Mohammed Bakrim
« La grande maladie du Maroc, c’est la greffe des modèles et l’absence d’innovations » Paul Pascon L’année 2020 sera-t-elle, enfin, celle du grand débat national sur un projet de développement cohérent, pertinent, opportun, en congruence avec l’esprit du temps ? L’installation de la commission spéciale sur le modèle de développement offre cette perspective. Le début de ses travaux avec notamment les audiences accordées aux différents acteurs politiques, sociaux, culturels…pour présenter leurs propositions va également dans ce sens. A signaler aussi la mise en place de tout un dispositif participatif ouvert à l’ensemble des citoyens.
Un acte inaugural qui permet d’entrer dans le vif du sujet et de rompre le silence solennel inhérent à toute phase d’installation. Nous aimerions alors souligner d’emblée un préalable qui concerne la forme des audiences. Les séances de présentation des propositions ont été prises en charge par une mise en scène minimaliste, simple, sobre, réduite au minimum, à l’image certainement du style des hommes comme Benmoussa et Jettou…Or, c’est un protocole qui aurait pu bénéficier d’une certaine historicité. Ces audiences sont, en effet, un moment historique fondateur qui en rappelle un autre qui avait marqué les débuts du nouveau règne, les audiences publiques initiées par l’Instance équité et réconciliation.
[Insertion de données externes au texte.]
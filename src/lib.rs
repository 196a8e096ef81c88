//! # Triage
//!
//! Declarative, rule-based input validation and error normalization.
//!
//! ## Overview
//!
//! Triage runs two kinds of ordered rule lists and turns both into the same
//! uniform shape: a non-empty list of `{path, message}` field errors.
//!
//! - **Validation rules** name a field by dotted path, a validator by
//!   registry name, validator options and a message. Every rule is evaluated
//!   before anything is raised, so a failed run reports all of its problems
//!   at once, wrapped in a single [`ValidationFailure`] (kind
//!   `"ValidationError"`, code 422).
//! - **Handler rules** map an arbitrary runtime error, classified by kind
//!   tag and optional code, to one field error. The first matching rule wins;
//!   an error nothing matches comes back as [`Handled::Unhandled`] for the
//!   caller to re-raise.
//!
//! ## Core Types
//!
//! - [`Engine`]: runs validation and handler rule lists
//! - [`ValidatorRegistry`]: the name to predicate map, preloaded with built-ins
//! - [`ValidationRule`] / [`HandlerRule`]: the declarative rules
//! - [`FieldError`] / [`FieldErrors`]: the normalized output
//! - [`Classify`]: the kind/code view of an error handler rules match on
//! - [`RunContext`]: key/value state shared by every predicate of one run
//!
//! ## Example
//!
//! ```rust
//! use triage::{AppError, Engine, HandlerRule, RunContext, ValidationRule};
//! use serde_json::json;
//!
//! # let rt = tokio::runtime::Builder::new_current_thread().build().unwrap();
//! # rt.block_on(async {
//! let engine = Engine::new();
//! let context = RunContext::new();
//!
//! let rules = vec![
//!     ValidationRule::new("name", "isLength", "name must be 3 to 5 characters")
//!         .options(json!({"min": 3, "max": 5})),
//! ];
//! assert!(engine.validate_input(&json!({"name": "John"}), &rules, &context).await.is_ok());
//!
//! let err = engine
//!     .validate_input(&json!({"name": "John Smith"}), &rules, &context)
//!     .await
//!     .unwrap_err();
//! assert_eq!(err.failure().unwrap().code(), 422);
//!
//! let handlers = vec![
//!     HandlerRule::new("email", "MongoError", "email already taken").code(11000),
//! ];
//! let duplicate = AppError::new("MongoError", "E11000 duplicate key").with_code(11000);
//! let handled = engine.handle_error(&duplicate, &handlers, &context).await.unwrap();
//! assert_eq!(handled.errors().unwrap().first().path, "email");
//! # });
//! ```

pub mod context;
pub mod engine;
pub mod error;
pub mod path;
pub mod registry;
pub mod rule;
pub mod validators;

pub use context::RunContext;
pub use engine::{handle_error, Engine, Handled};
pub use error::{
    AppError, BoxError, Classify, ErrorKind, FieldError, FieldErrors, HandleError,
    ValidateError, ValidationFailure,
};
pub use path::{FieldPath, PathSegment};
pub use registry::{RegistryError, ValidatorRegistry};
pub use rule::{
    ErrorBlock, Filter, HandlerOptions, HandlerRule, PredicateResult, RuleOptions, RuleSet,
    RuleSetError, ValidationRule, ValueBlock, Validator,
};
Le parallèle historique est légitime, il s’impose. Là, il s’agissait de réconcilier les citoyens avec leur passé douloureux ; reconstituer la mémoire collective sur la base d’un récit national homogène ; ici, il s’agit de se doter d’une vision d’avenir ; de dessiner un cap ; de donner à cette mémoire un futur, un imaginaire collectif. Du coup, nous aurions aimé voir la réception des propositions des uns et des autres bénéficier d’audiences réellement publiques, comme un grand oral devant non seulement la commission mais devant l’ensemble de l’opinion publique…avec une mobilisation des médias publics autour de l’événement. Sur le fond, maintenant, quelques réflexions sous formes de synopsis rapides. Un modèle de développement ne se réduit pas à un catalogue de mesures ; il ne se réduit pas à un programme de gouvernement. Il est principalement un référentiel de valeurs.
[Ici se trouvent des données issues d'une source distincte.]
//! Built-in validators installed in every new registry.
//!
//! Each built-in is also exported as a plain function so it can be tested or
//! composed on its own. Every built-in returns `false` rather than an error
//! when handed a value of the wrong basic type; only missing or malformed
//! options (for example a `matches` rule without a `pattern`) are reported as
//! errors.
//!
//! # Example
//!
//! ```rust
//! use triage::validators::format::is_email;
//! use triage::RuleOptions;
//! use serde_json::json;
//!
//! assert!(is_email(&json!("ann@example.com"), &RuleOptions::new()));
//! assert!(!is_email(&json!(42), &RuleOptions::new()));
//! ```

pub mod custom;
pub mod format;
pub mod length;
pub mod membership;
pub mod presence;
pub mod text;

use futures_util::FutureExt;
use serde_json::Value;

use crate::rule::{PredicateResult, RuleOptions, Validator};

type PlainCheck = fn(&Value, &RuleOptions) -> bool;
type FallibleCheck = fn(&Value, &RuleOptions) -> PredicateResult;

/// Returns every built-in validator with its registry name.
pub fn builtins() -> Vec<(&'static str, Validator)> {
    let plain: [(&'static str, PlainCheck); 27] = [
        ("isPresent", presence::is_present),
        ("isAbsent", presence::is_absent),
        ("isNotEmpty", presence::is_not_empty),
        ("isLength", length::is_length),
        ("isByteLength", length::is_byte_length),
        ("isEmail", format::is_email),
        ("isURL", format::is_url),
        ("isFQDN", format::is_fqdn),
        ("isUUID", format::is_uuid),
        ("isISBN", format::is_isbn),
        ("isISIN", format::is_isin),
        ("isHexadecimal", format::is_hexadecimal),
        ("isHexColor", format::is_hex_color),
        ("isMACAddress", format::is_mac_address),
        ("isCreditCard", format::is_credit_card),
        ("isDate", format::is_date),
        ("isJSON", format::is_json),
        ("isBase64", format::is_base64),
        ("isMongoId", format::is_mongo_id),
        ("isIP", format::is_ip),
        ("isUppercase", text::is_uppercase),
        ("isLowercase", text::is_lowercase),
        ("isAlpha", text::is_alpha),
        ("isAlphanumeric", text::is_alphanumeric),
        ("isAscii", text::is_ascii),
        ("isNumeric", text::is_numeric),
        ("isInt", text::is_int),
    ];
    let fallible: [(&'static str, FallibleCheck); 4] = [
        ("isIn", membership::is_in),
        ("isNotIn", membership::is_not_in),
        ("contains", membership::contains),
        ("matches", text::matches),
    ];

    let mut all: Vec<(&'static str, Validator)> = plain
        .into_iter()
        .map(|(name, check)| {
            (
                name,
                Validator::from_fn(move |value, options, _| check(value, options)),
            )
        })
        .collect();
    all.extend(fallible.into_iter().map(|(name, check)| {
        (
            name,
            Validator::try_from_fn(move |value, options, _| check(value, options)),
        )
    }));
    all.push((
        "isValid",
        Validator::new(|value, options, context| custom::is_valid(value, options, context).boxed()),
    ));
    all
}

/// Reads a `version` option given as a number or a numeric string.
pub(crate) fn version_option(options: &RuleOptions) -> Option<u64> {
    match options.get("version")? {
        Value::Number(n) => n.as_u64(),
        Value::String(s) => s.parse().ok(),
        _ => None,
    }
}

#[cfg(test)]
mod tests {
    use super::*;
    use serde_json::json;

    #[test]
    fn test_builtin_names_are_unique() {
        let mut names: Vec<_> = builtins().into_iter().map(|(name, _)| name).collect();
        let total = names.len();
        names.sort_unstable();
        names.dedup();
        assert_eq!(names.len(), total);
    }

    #[test]
    fn test_version_option() {
        assert_eq!(version_option(&RuleOptions::new().with("version", 4)), Some(4));
        assert_eq!(version_option(&RuleOptions::new().with("version", "6")), Some(6));
        assert_eq!(version_option(&RuleOptions::new().with("version", "all")), None);
        assert_eq!(version_option(&RuleOptions::from(json!({}))), None);
    }
}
Peut-on alors imaginer un « modèle de développement » transversal qui traverse les classes sociales et faire fi des antagonismes propres à toute société de classes ? Ou ignorer que la société est traversée de courants communautaires (confessionnels ?) qui préconisent et pratiquent déjà un contre-modèle de société ? En outre, face à l’ampleur de la crise, devenue pratiquement sociétale voire civilisationnelle, il y a débat sur la nature même du développement souhaité. Aujourd’hui toute réflexion sérieuse sur « le modèle de développement » suppose une rupture épistémologique avec les principes qui ont conduit à l’impasse du modèle actuel. En d’autres termes, rompre avec des approches économistes (taux de croissance ; PIB…) pour une vision humaniste et écologique. Un exemple alarmant : peut-on réfléchir sur le modèle de développement sans prendre en compte la terrible sécheresse qui sévit dans le pays ? La question de l’eau qui préoccupe avec raison la plus haute autorité du pays doit guider notre perception du développement. Ce qui suppose la révision douloureuse mais vitale du modèle qui préside, par exemple, à notre agriculture et à notre tourisme. Va-t-on continuer, alors que nous sommes un pays désertique, à exporter de « l’eau » en Europe (tomates, oranges…) ? La même logique de pensée doit animer la réflexion sur le modèle touristique, industriel (le tout automobile…) Un nouveau modèle de développement ne peut s’inscrire que dans une logique de rupture radicale, culturelle et sociale avec le modèle consumériste et marchand dominant. Et qui suppose un programme politique de lutte pour la justice sociale et pour l’amélioration de la qualité de la vie.